- Problem statement -
An exact reproduction of every record is required.

- Data for review -
══════════════════════════════

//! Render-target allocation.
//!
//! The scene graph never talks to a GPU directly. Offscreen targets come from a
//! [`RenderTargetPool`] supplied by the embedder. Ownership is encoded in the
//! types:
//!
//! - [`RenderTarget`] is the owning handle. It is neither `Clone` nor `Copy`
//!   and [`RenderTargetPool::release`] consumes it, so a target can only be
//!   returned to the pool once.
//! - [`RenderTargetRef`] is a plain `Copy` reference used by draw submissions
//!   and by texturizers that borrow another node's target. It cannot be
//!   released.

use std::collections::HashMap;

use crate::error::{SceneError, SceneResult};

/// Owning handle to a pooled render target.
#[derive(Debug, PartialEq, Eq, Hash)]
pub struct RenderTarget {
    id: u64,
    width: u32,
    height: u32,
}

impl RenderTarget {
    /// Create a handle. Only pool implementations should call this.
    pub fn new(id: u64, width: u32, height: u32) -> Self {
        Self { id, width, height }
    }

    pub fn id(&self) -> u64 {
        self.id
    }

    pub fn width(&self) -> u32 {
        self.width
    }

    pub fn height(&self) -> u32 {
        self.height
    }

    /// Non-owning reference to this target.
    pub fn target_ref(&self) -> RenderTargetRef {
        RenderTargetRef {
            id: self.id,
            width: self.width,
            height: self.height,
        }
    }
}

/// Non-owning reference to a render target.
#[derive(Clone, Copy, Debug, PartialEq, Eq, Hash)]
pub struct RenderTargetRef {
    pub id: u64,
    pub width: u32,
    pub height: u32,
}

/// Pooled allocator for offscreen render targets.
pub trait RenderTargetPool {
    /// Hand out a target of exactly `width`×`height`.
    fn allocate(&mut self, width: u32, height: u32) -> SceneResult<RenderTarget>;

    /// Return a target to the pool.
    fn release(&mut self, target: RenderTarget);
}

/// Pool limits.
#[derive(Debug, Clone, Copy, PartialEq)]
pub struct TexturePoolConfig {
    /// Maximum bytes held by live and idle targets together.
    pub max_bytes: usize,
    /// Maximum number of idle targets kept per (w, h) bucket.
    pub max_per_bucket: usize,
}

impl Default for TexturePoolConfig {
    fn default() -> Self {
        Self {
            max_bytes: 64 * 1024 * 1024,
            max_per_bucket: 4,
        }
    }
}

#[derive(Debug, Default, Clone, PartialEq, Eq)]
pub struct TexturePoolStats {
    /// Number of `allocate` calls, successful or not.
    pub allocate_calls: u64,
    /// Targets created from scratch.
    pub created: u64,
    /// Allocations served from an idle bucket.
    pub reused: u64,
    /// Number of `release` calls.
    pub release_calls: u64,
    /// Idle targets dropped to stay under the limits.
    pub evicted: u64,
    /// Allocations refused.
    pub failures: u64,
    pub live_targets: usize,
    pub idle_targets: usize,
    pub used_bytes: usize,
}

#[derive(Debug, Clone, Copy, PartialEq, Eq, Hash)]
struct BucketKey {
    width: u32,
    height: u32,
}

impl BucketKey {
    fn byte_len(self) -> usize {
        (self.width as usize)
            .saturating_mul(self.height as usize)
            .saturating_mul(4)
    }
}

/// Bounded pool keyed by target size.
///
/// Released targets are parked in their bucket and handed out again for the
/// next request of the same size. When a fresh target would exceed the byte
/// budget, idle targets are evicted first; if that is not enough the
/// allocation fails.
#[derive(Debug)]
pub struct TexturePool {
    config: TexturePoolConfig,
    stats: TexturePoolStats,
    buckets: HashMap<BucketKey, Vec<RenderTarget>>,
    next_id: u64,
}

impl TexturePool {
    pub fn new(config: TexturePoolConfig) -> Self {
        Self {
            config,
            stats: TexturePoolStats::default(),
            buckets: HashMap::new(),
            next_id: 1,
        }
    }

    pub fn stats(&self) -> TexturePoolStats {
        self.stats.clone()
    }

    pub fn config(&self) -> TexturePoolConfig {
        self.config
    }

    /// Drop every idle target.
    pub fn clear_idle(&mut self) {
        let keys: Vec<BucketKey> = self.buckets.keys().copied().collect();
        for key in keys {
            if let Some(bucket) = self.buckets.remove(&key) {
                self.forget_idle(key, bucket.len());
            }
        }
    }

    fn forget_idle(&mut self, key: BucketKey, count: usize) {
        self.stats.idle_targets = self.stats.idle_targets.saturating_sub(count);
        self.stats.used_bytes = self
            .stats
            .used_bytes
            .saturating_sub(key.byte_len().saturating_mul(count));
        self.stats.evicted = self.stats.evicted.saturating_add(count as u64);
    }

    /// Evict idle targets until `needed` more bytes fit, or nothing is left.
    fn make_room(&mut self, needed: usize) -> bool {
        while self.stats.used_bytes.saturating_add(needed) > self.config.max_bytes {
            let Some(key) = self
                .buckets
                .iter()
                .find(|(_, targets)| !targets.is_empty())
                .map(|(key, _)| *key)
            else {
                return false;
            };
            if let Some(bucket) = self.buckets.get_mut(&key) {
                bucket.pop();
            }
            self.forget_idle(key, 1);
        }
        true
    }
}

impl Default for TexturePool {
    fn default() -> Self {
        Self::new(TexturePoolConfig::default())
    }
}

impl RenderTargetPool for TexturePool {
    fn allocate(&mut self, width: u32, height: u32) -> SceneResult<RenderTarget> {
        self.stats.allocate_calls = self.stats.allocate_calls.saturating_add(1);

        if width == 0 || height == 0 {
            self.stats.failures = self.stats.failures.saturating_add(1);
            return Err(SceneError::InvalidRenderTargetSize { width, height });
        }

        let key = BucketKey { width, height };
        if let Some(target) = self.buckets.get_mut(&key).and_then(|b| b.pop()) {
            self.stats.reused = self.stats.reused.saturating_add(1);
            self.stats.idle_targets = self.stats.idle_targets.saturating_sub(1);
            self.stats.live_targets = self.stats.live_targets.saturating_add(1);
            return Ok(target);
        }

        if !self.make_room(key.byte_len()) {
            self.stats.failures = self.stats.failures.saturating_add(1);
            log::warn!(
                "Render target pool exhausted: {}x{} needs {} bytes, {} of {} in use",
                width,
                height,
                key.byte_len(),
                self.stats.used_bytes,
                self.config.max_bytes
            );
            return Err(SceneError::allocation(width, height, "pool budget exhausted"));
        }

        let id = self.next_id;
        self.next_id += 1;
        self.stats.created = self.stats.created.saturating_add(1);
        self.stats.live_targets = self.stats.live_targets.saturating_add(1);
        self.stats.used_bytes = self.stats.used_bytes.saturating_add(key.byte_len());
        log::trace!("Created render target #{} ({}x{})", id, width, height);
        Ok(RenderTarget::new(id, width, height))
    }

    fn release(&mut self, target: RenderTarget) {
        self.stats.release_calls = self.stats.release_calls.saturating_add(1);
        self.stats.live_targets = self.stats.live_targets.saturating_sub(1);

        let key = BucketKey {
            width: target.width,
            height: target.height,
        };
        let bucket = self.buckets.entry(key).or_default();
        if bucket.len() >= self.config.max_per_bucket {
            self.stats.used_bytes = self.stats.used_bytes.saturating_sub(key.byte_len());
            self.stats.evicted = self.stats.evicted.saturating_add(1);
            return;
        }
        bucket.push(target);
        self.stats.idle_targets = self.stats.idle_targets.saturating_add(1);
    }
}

══════════════════════════════

- Solved problem -
//! Render-target allocation.
//!
//! The scene graph never talks to a GPU directly. Offscreen targets come from a
//! [`RenderTargetPool`] supplied by the embedder. Ownership is encoded in the
//! types:
//!
//! - [`RenderTarget`] is the owning handle. It is neither `Clone` nor `Copy`
//!   and [`RenderTargetPool::release`] consumes it, so a target can only be
//!   returned to the pool once.
//! - [`RenderTargetRef`] is a plain `Copy` reference used by draw submissions
//!   and by texturizers that borrow another node's target. It cannot be
//!   released.

use std::collections::HashMap;

use crate::error::{SceneError, SceneResult};

/// Owning handle to a pooled render target.
#[derive(Debug, PartialEq, Eq, Hash)]
pub struct RenderTarget {
    id: u64,
    width: u32,
    height: u32,
}

impl RenderTarget {
    /// Create a handle. Only pool implementations should call this.
    pub fn new(id: u64, width: u32, height: u32) -> Self {
        Self { id, width, height }
    }

    pub fn id(&self) -> u64 {
        self.id
    }

    pub fn width(&self) -> u32 {
        self.width
    }

    pub fn height(&self) -> u32 {
        self.height
    }

    /// Non-owning reference to this target.
    pub fn target_ref(&self) -> RenderTargetRef {
        RenderTargetRef {
            id: self.id,
            width: self.width,
            height: self.height,
        }
    }
}

/// Non-owning reference to a render target.
#[derive(Clone, Copy, Debug, PartialEq, Eq, Hash)]
pub struct RenderTargetRef {
    pub id: u64,
    pub width: u32,
    pub height: u32,
}

/// Pooled allocator for offscreen render targets.
pub trait RenderTargetPool {
    /// Hand out a target of exactly `width`×`height`.
    fn allocate(&mut self, width: u32, height: u32) -> SceneResult<RenderTarget>;

    /// Return a target to the pool.
    fn release(&mut self, target: RenderTarget);
}

/// Pool limits.
#[derive(Debug, Clone, Copy, PartialEq)]
pub struct TexturePoolConfig {
    /// Maximum bytes held by live and idle targets together.
    pub max_bytes: usize,
    /// Maximum number of idle targets kept per (w, h) bucket.
    pub max_per_bucket: usize,
}

impl Default for TexturePoolConfig {
    fn default() -> Self {
        Self {
            max_bytes: 64 * 1024 * 1024,
            max_per_bucket: 4,
        }
    }
}

#[derive(Debug, Default, Clone, PartialEq, Eq)]
pub struct TexturePoolStats {
    /// Number of `allocate` calls, successful or not.
    pub allocate_calls: u64,
    /// Targets created from scratch.
    pub created: u64,
    /// Allocations served from an idle bucket.
    pub reused: u64,
    /// Number of `release` calls.
    pub release_calls: u64,
    /// Idle targets dropped to stay under the limits.
    pub evicted: u64,
    /// Allocations refused.
    pub failures: u64,
    pub live_targets: usize,
    pub idle_targets: usize,
    pub used_bytes: usize,
}

#[derive(Debug, Clone, Copy, PartialEq, Eq, Hash)]
struct BucketKey {
    width: u32,
    height: u32,
}

impl BucketKey {
    fn byte_len(self) -> usize {
        (self.width as usize)
            .saturating_mul(self.height as usize)
            .saturating_mul(4)
    }
}

/// Bounded pool keyed by target size.
///
/// Released targets are parked in their bucket and handed out again for the
/// next request of the same size. When a fresh target would exceed the byte
/// budget, idle targets are evicted first; if that is not enough the
/// allocation fails.
#[derive(Debug)]
pub struct TexturePool {
    config: TexturePoolConfig,
    stats: TexturePoolStats,
    buckets: HashMap<BucketKey, Vec<RenderTarget>>,
    next_id: u64,
}

impl TexturePool {
    pub fn new(config: TexturePoolConfig) -> Self {
        Self {
            config,
            stats: TexturePoolStats::default(),
            buckets: HashMap::new(),
            next_id: 1,
        }
    }

    pub fn stats(&self) -> TexturePoolStats {
        self.stats.clone()
    }

    pub fn config(&self) -> TexturePoolConfig {
        self.config
    }

    /// Drop every idle target.
    pub fn clear_idle(&mut self) {
        let keys: Vec<BucketKey> = self.buckets.keys().copied().collect();
        for key in keys {
            if let Some(bucket) = self.buckets.remove(&key) {
                self.forget_idle(key, bucket.len());
            }
        }
    }

    fn forget_idle(&mut self, key: BucketKey, count: usize) {
        self.stats.idle_targets = self.stats.idle_targets.saturating_sub(count);
        self.stats.used_bytes = self
            .stats
            .used_bytes
            .saturating_sub(key.byte_len().saturating_mul(count));
        self.stats.evicted = self.stats.evicted.saturating_add(count as u64);
    }

    /// Evict idle targets until `needed` more bytes fit, or nothing is left.
    fn make_room(&mut self, needed: usize) -> bool {
        while self.stats.used_bytes.saturating_add(needed) > self.config.max_bytes {
            let Some(key) = self
                .buckets
                .iter()
                .find(|(_, targets)| !targets.is_empty())
                .map(|(key, _)| *key)
            else {
                return false;
            };
            if let Some(bucket) = self.buckets.get_mut(&key) {
                bucket.pop();
            }
            self.forget_idle(key, 1);
        }
        true
    }
}

impl Default for TexturePool {
    fn default() -> Self {
        Self::new(TexturePoolConfig::default())
    }
}

impl RenderTargetPool for TexturePool {
    fn allocate(&mut self, width: u32, height: u32) -> SceneResult<RenderTarget> {
        self.stats.allocate_calls = self.stats.allocate_calls.saturating_add(1);

        if width == 0 || height == 0 {
            self.stats.failures = self.stats.failures.saturating_add(1);
            return Err(SceneError::InvalidRenderTargetSize { width, height });
        }

        let key = BucketKey { width, height };
        if let Some(target) = self.buckets.get_mut(&key).and_then(|b| b.pop()) {
            self.stats.reused = self.stats.reused.saturating_add(1);
            self.stats.idle_targets = self.stats.idle_targets.saturating_sub(1);
            self.stats.live_targets = self.stats.live_targets.saturating_add(1);
            return Ok(target);
        }

        if !self.make_room(key.byte_len()) {
            self.stats.failures = self.stats.failures.saturating_add(1);
            log::warn!(
                "Render target pool exhausted: {}x{} needs {} bytes, {} of {} in use",
                width,
                height,
                key.byte_len(),
                self.stats.used_bytes,
                self.config.max_bytes
            );
            return Err(SceneError::allocation(width, height, "pool budget exhausted"));
        }

        let id = self.next_id;
        self.next_id += 1;
        self.stats.created = self.stats.created.saturating_add(1);
        self.stats.live_targets = self.stats.live_targets.saturating_add(1);
        self.stats.used_bytes = self.stats.used_bytes.saturating_add(key.byte_len());
        log::trace!("Created render target #{} ({}x{})", id, width, height);
        Ok(RenderTarget::new(id, width, height))
    }

    fn release(&mut self, target: RenderTarget) {
        self.stats.release_calls = self.stats.release_calls.saturating_add(1);
        self.stats.live_targets = self.stats.live_targets.saturating_sub(1);

        let key = BucketKey {
            width: target.width,
            height: target.height,
        };
        let bucket = self.buckets.entry(key).or_default();
        if bucket.len() >= self.config.max_per_bucket {
            self.stats.used_bytes = self.stats.used_bytes.saturating_sub(key.byte_len());
            self.stats.evicted = self.stats.evicted.saturating_add(1);
            return;
        }
        bucket.push(target);
        self.stats.idle_targets = self.stats.idle_targets.saturating_add(1);
    }
}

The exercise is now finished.